-- WHAT YOU NEED TO DO --
Give back one number only: how many lines in the material below contain "that".
--*--
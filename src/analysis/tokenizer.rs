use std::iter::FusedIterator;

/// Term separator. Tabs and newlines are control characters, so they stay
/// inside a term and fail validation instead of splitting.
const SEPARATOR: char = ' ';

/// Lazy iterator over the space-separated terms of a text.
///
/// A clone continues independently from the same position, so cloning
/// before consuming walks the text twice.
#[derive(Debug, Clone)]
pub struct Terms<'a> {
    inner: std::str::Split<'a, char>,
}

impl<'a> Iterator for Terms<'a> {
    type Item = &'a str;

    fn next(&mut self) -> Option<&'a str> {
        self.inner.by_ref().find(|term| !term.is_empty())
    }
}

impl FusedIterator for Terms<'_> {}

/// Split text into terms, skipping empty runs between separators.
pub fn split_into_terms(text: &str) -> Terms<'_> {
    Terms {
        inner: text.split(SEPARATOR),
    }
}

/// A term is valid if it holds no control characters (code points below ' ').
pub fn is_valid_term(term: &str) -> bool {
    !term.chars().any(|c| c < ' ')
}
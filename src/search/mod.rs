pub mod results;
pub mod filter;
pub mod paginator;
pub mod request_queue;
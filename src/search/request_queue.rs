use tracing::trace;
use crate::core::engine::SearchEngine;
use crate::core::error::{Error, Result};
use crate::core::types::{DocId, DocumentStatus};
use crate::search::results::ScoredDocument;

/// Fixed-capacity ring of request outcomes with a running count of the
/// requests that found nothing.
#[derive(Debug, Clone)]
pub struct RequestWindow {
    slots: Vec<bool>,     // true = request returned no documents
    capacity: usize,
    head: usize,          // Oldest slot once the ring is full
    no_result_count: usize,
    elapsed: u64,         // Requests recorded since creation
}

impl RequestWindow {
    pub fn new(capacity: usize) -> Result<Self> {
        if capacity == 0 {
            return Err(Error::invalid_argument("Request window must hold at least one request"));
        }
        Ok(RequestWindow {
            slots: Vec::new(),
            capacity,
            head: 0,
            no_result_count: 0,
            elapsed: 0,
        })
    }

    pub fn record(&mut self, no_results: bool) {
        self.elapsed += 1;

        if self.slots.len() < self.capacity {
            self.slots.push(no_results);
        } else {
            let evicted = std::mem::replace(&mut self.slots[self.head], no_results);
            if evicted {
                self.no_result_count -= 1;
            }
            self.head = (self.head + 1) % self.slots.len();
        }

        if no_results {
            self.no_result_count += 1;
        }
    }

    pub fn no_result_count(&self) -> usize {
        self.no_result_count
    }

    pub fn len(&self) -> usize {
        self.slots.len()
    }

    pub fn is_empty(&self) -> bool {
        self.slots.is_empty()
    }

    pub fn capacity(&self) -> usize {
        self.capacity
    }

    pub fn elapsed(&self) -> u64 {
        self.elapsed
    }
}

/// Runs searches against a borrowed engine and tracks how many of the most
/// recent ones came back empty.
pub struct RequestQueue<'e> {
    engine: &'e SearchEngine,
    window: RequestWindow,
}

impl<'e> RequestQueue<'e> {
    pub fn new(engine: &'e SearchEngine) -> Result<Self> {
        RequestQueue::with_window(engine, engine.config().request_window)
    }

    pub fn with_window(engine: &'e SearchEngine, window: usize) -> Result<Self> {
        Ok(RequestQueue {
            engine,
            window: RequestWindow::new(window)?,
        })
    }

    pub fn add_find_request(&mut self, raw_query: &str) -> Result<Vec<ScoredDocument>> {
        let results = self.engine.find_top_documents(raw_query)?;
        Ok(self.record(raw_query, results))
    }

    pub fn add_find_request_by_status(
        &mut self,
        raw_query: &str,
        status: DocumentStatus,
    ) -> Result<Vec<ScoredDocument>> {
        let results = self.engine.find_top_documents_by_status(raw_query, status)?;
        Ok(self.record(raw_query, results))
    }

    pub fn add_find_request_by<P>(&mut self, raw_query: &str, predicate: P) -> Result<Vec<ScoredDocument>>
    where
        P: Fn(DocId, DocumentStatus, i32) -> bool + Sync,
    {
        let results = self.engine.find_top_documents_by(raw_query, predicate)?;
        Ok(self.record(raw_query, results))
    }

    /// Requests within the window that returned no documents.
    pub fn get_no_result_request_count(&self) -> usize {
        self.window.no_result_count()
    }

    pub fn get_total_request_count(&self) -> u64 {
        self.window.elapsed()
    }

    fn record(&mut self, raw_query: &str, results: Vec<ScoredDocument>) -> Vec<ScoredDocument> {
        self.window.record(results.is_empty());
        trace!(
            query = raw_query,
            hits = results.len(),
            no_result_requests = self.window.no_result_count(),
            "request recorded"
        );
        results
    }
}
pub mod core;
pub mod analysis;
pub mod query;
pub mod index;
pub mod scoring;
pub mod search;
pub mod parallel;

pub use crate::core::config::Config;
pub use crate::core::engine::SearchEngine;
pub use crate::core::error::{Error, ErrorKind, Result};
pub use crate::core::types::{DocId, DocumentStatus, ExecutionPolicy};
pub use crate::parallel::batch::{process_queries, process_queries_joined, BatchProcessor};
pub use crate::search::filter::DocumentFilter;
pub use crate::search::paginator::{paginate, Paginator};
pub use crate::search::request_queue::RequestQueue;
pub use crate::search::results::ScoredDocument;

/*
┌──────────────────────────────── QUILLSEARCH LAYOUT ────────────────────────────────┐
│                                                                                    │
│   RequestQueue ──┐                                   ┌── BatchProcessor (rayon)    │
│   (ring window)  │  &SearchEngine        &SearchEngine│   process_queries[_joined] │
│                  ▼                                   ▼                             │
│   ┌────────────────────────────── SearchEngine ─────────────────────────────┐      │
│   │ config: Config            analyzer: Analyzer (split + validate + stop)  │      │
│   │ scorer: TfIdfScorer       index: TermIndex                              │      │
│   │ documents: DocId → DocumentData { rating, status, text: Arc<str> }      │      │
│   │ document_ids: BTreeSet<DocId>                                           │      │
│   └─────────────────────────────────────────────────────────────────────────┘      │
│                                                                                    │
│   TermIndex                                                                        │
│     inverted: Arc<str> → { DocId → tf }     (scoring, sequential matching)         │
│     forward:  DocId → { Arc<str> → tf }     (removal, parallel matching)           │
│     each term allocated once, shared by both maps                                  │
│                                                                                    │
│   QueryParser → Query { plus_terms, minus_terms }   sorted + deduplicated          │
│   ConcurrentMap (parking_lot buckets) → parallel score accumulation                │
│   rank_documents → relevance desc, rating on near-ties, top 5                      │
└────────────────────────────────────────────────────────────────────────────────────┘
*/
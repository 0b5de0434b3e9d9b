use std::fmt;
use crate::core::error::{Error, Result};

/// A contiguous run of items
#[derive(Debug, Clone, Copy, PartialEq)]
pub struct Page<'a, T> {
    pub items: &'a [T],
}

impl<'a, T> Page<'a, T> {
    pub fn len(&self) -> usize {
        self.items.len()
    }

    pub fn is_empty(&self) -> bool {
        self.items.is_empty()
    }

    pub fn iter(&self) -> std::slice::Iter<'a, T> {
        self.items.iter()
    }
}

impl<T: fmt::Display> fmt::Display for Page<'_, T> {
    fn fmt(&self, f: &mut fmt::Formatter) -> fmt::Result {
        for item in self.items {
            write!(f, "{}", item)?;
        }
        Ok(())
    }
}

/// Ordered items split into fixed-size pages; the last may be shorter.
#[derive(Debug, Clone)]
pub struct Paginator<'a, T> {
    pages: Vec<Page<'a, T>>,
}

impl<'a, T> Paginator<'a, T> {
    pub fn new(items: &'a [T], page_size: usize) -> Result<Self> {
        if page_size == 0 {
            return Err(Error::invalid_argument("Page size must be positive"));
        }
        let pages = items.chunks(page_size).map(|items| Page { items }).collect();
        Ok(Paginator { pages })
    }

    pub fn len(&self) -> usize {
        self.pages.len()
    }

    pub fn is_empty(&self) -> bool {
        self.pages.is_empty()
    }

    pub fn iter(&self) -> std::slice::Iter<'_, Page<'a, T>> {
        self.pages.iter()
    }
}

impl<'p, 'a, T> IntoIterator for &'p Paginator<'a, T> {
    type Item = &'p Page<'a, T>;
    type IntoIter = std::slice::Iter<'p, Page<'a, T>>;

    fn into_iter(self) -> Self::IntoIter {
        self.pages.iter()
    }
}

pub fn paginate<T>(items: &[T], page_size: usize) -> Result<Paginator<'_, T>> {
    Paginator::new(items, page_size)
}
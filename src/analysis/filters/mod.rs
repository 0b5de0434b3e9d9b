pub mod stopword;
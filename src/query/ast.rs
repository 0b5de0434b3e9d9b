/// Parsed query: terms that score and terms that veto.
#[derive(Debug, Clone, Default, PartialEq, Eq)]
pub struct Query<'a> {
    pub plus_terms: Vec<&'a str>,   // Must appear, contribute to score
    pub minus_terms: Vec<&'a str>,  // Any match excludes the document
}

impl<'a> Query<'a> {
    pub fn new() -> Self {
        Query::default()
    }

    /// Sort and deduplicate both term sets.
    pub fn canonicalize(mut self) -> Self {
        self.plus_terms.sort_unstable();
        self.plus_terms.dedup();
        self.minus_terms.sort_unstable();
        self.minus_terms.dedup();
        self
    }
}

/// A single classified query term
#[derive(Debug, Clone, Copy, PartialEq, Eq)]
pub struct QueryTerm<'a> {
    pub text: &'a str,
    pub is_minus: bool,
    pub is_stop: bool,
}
--*--
-- SOLVED EXERCISE --
3